A highway patrolman pulled alongside a speeding car on the freeway. Glancing at the car, he was astounded to see that the blonde behind the wheel was knitting! Realizing that she was oblivious to his flashing lights and siren, the trooper cranked down his window, turned on his bullhorn and yelled, "PULL OVER!" "NO!", the blonde yelled back, "IT'S A SCARF!"
What would you do if a Blonde threw a hand grenade right at you? "Just pull the pin and throw it back."
A blind man walks into a bar, taps the man next him, and says, "Hey, wanna hear a blonde joke?" The man says back to the blind man, "Look buddy, I'm blonde. The man behind me is a 400-pound professional wrestler and he is blonde. The bouncer is blonde. The man sitting over to your left is also blonde. Still wanna tell that blonde joke?" The blind man is silent for a moment and then says, "Nah, I wouldn't want to have to explain it five times."

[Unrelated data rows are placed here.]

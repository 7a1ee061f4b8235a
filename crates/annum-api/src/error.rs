//! API error type and [`axum::response::IntoResponse`] implementation.

use annum_core::DomainError;
use annum_sync::SyncError;
use axum::{
  Json,
  http::StatusCode,
  response::{IntoResponse, Response},
};
use serde_json::json;
use thiserror::Error;
use tracing::error;

/// An error returned by an API handler.
#[derive(Debug, Error)]
pub enum ApiError {
  #[error("not found: {0}")]
  NotFound(String),

  #[error("bad request: {0}")]
  BadRequest(String),

  #[error("forbidden: {0}")]
  Forbidden(String),

  #[error("conflict: {0}")]
  Conflict(String),

  #[error("bad gateway: {0}")]
  BadGateway(String),

  #[error("unavailable: {0}")]
  Unavailable(String),

  #[error("store error: {0}")]
  Store(#[source] Box<dyn std::error::Error + Send + Sync>),
}

impl ApiError {
  /// Classify a backend error by the core error it carries, if any.
  pub fn from_store<E>(e: E) -> Self
  where
    E: std::error::Error + DomainError + Send + Sync + 'static,
  {
    match e.domain() {
      Some(annum_core::Error::Validation(m)) => Self::BadRequest(m.clone()),
      Some(annum_core::Error::NotFound(id)) => {
        Self::NotFound(format!("special date {id} not found"))
      }
      None => Self::Store(Box::new(e)),
    }
  }
}

impl From<SyncError> for ApiError {
  fn from(e: SyncError) -> Self {
    match e {
      SyncError::Access(_) => Self::Forbidden(e.to_string()),
      SyncError::Disabled(_) | SyncError::InvalidTransition { .. } => {
        Self::Conflict(e.to_string())
      }
      SyncError::Provider(_) => Self::BadGateway(e.to_string()),
      SyncError::Store(inner) => Self::Store(inner),
    }
  }
}

impl IntoResponse for ApiError {
  fn into_response(self) -> Response {
    let (status, message) = match &self {
      ApiError::NotFound(m) => (StatusCode::NOT_FOUND, m.clone()),
      ApiError::BadRequest(m) => (StatusCode::BAD_REQUEST, m.clone()),
      ApiError::Forbidden(m) => (StatusCode::FORBIDDEN, m.clone()),
      ApiError::Conflict(m) => (StatusCode::CONFLICT, m.clone()),
      ApiError::BadGateway(m) => (StatusCode::BAD_GATEWAY, m.clone()),
      ApiError::Unavailable(m) => (StatusCode::SERVICE_UNAVAILABLE, m.clone()),
      ApiError::Store(e) => {
        error!(error = %e, "store failure");
        (StatusCode::INTERNAL_SERVER_ERROR, e.to_string())
      }
    };
    (status, Json(json!({ "error": message }))).into_response()
  }
}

A blonde keeps checking her mail box. A neighbour notices her repeated trips to the kerb and asks if she’s waiting for a special delivery. ‘No,’ she replies. ‘But my computer keeps telling me I have mail.’
If you drop a blonde and a brunette 100ft, which hits the ground first? The brunette. The blonde has to ask directions on the way down.
What do you call a blonde skeleton in the closet? Last year’s hide and seek champ.
What do you call ten blondes at the bottom of the pool? Air pockets.
Why did the blonde put her finger over the nail when she was hammering? The noise gave her a headache.
3 girls step on a magic rug that makes u disappear if u tell a lie. Brunette: I think I'm the prettiest girl in school. *poof* Red-head: I think I'm the most popular girl in school. *poof* Blonde: I think-. *poof*
Why do blondes like lightning? "They think someone is taking their picture."